Cisco Issues Critical Security Patches for Vulnerabilities in Smart Software Manager
Cisco has rolled out urgent patches to remedy a high-severity security vulnerability in its Smart Software Manager On-Prem (SSM On-Prem). This flaw potentially enables remote, unauthenticated attackers to change passwords for any user accounts, including those belonging to administrators. Cybersecurity experts have tagged this vulnerability as CVE-2024-20419, assigning it a maximum CVSS score of 10.0, indicating its critical nature.
According to Cisco, the vulnerability stems from a flawed implementation of the password-change process. Attackers may exploit this issue by sending specially crafted HTTP requests to a compromised device. A successful exploitation could grant them unauthorized access to the web user interface or application programming interface, functioning with the privileges of the affected user. The flaw is present in all SSM On-Prem versions up to 8-202206, while version 8-202212 introduces necessary fixes. Notably, version 9 remains unaffected.
Cisco has stated that there are no alternative workarounds for mitigating this issue and has denied any known instances of real-world attacks exploiting this vulnerability. Mohammed Adel, a security researcher, has been recognized for discovering and reporting the flaw.
In addition to this vulnerability, Cisco has addressed another critical risk in its Secure Email Gateway related to CVE-2024-20401, which received a CVSS score of 9.8. This flaw enables attackers to create new users with root privileges and crash the system using malicious email attachments. Exploitation can occur by sending an email containing a malicious attachment to an affected device, allowing full control over files in the system. For this vulnerability to be effective, specific conditions must be met, including enabling the file analysis feature and using outdated Content Scanner Tools.
The recent announcements from Cisco coincide with the U.S. Cybersecurity and Infrastructure Security Agency (CISA) adding three vulnerabilities to its Known Exploited Vulnerabilities (KEV) catalog. Among these, CVE-2024-34102—identified as a severe flaw affecting Adobe Commerce and Magento—presents a risk due to improper management of XML External Entity references, allowing for potential remote code execution. Accompanying this, CVE-2024-28995 relates to a directory traversal vulnerability in SolarWinds Serv-U, while CVE-2022-22948 impacts VMware’s vCenter, exposing default file permissions.
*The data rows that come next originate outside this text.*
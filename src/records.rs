//! Harvested record types
//!
//! Records are created only by the extractor and live for the duration of
//! one run. Courses and programs are keyed by their calendar code; subject
//! areas are transient and only drive the program listing sequences.

use std::fmt;

/// Calendar code of a course, e.g. `CSC108H1`
#[derive(Debug, Clone, PartialEq, Eq, Hash, PartialOrd, Ord)]
pub struct CourseCode(String);

impl CourseCode {
    /// Wraps a code, rejecting empty or whitespace-only input
    pub fn new(code: impl Into<String>) -> Option<Self> {
        let code = code.into();
        if code.trim().is_empty() {
            None
        } else {
            Some(Self(code))
        }
    }

    pub fn as_str(&self) -> &str {
        &self.0
    }
}

impl fmt::Display for CourseCode {
    fn fmt(&self, f: &mut fmt::Formatter<'_>) -> fmt::Result {
        f.write_str(&self.0)
    }
}

/// A course listed in the calendar
///
/// Only `code` and `name` are populated by the current listing layout.
/// The remaining attributes are carried so the table shape does not change
/// once course detail pages are harvested.
#[derive(Debug, Clone, PartialEq, Eq)]
pub struct Course {
    pub code: CourseCode,
    pub name: String,
    pub faculty: Option<String>,
    pub description: Option<String>,
    pub prerequisites: Vec<CourseCode>,
}

impl Course {
    pub fn new(code: CourseCode, name: impl Into<String>) -> Self {
        Self {
            code,
            name: name.into(),
            faculty: None,
            description: None,
            prerequisites: Vec::new(),
        }
    }
}

/// Category of a program, derived from its code prefix
#[derive(Debug, Clone, Copy, PartialEq, Eq, Hash)]
pub enum ProgramKind {
    Specialist,
    Major,
    Minor,
    Certificate,
    Focus,
}

impl ProgramKind {
    /// All kinds paired with the code prefix that identifies them
    pub const PREFIXES: [(&'static str, ProgramKind); 5] = [
        ("ASSPE", ProgramKind::Specialist),
        ("ASMAJ", ProgramKind::Major),
        ("ASMIN", ProgramKind::Minor),
        ("ASCER", ProgramKind::Certificate),
        ("ASFOC", ProgramKind::Focus),
    ];

    /// Classifies a program code by its prefix
    pub fn from_code(code: &str) -> Option<Self> {
        Self::PREFIXES
            .iter()
            .find(|(prefix, _)| code.starts_with(prefix))
            .map(|(_, kind)| *kind)
    }

    pub fn to_db_string(&self) -> &'static str {
        match self {
            Self::Specialist => "specialist",
            Self::Major => "major",
            Self::Minor => "minor",
            Self::Certificate => "certificate",
            Self::Focus => "focus",
        }
    }
}

/// A program of study (specialist, major, minor, certificate or focus)
#[derive(Debug, Clone, PartialEq, Eq)]
pub struct Program {
    pub code: String,
    pub name: String,
    pub kind: ProgramKind,
    pub faculty: Option<String>,
}

/// An entry of the program subject area index
#[derive(Debug, Clone, PartialEq, Eq)]
pub struct ProgramSubjectArea {
    /// Display name of the subject area
    pub name: String,

    /// Link as it appears in the index, relative to the index page
    pub endpoint: String,
}

#[cfg(test)]
mod tests {
    use super::*;

    #[test]
    fn test_course_code_rejects_blank() {
        assert!(CourseCode::new("").is_none());
        assert!(CourseCode::new("   ").is_none());
        assert_eq!(CourseCode::new("CSC108H1").unwrap().as_str(), "CSC108H1");
    }

    #[test]
    fn test_program_kind_from_code() {
        assert_eq!(
            ProgramKind::from_code("ASSPE1689"),
            Some(ProgramKind::Specialist)
        );
        assert_eq!(ProgramKind::from_code("ASMAJ1689"), Some(ProgramKind::Major));
        assert_eq!(ProgramKind::from_code("ASFOC1689"), Some(ProgramKind::Focus));
        assert_eq!(ProgramKind::from_code("XXSPE1689"), None);
        assert_eq!(ProgramKind::from_code("asspe1689"), None);
    }

    #[test]
    fn test_new_course_leaves_details_empty() {
        let course = Course::new(CourseCode::new("CSC148H1").unwrap(), "Intro");
        assert!(course.faculty.is_none());
        assert!(course.description.is_none());
        assert!(course.prerequisites.is_empty());
    }
}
These vulnerabilities highlight ongoing threats to organizations, with CVE-2024-34102 being particularly alarming due to its potential for exploitation at a wide scale. Reports indicate that a proof-of-concept exploit for this vulnerability has already been publicly shared, raising concerns about imminent attacks. Additionally, exploitation of CVE-2024-28995 is being actively monitored, particularly as attackers have been observed attempting to access sensitive files.
Federal agencies are mandated to implement mitigations as instructed by vendors by August 7, 2024, ensuring that their networks remain secure against these identified vulnerabilities. Given the critical nature of these vulnerabilities, business owners are urged to stay informed and take proactive steps to fortify their cybersecurity defenses, recognizing that these threats could very likely involve tactics such as initial access, privilege escalation, and potential persistence as outlined in the MITRE ATT&CK framework.
The ongoing developments demand heightened vigilance from cybersecurity professionals and business leaders alike, emphasizing the importance of regular updates and awareness of vulnerabilities that can compromise organizational integrity and data security.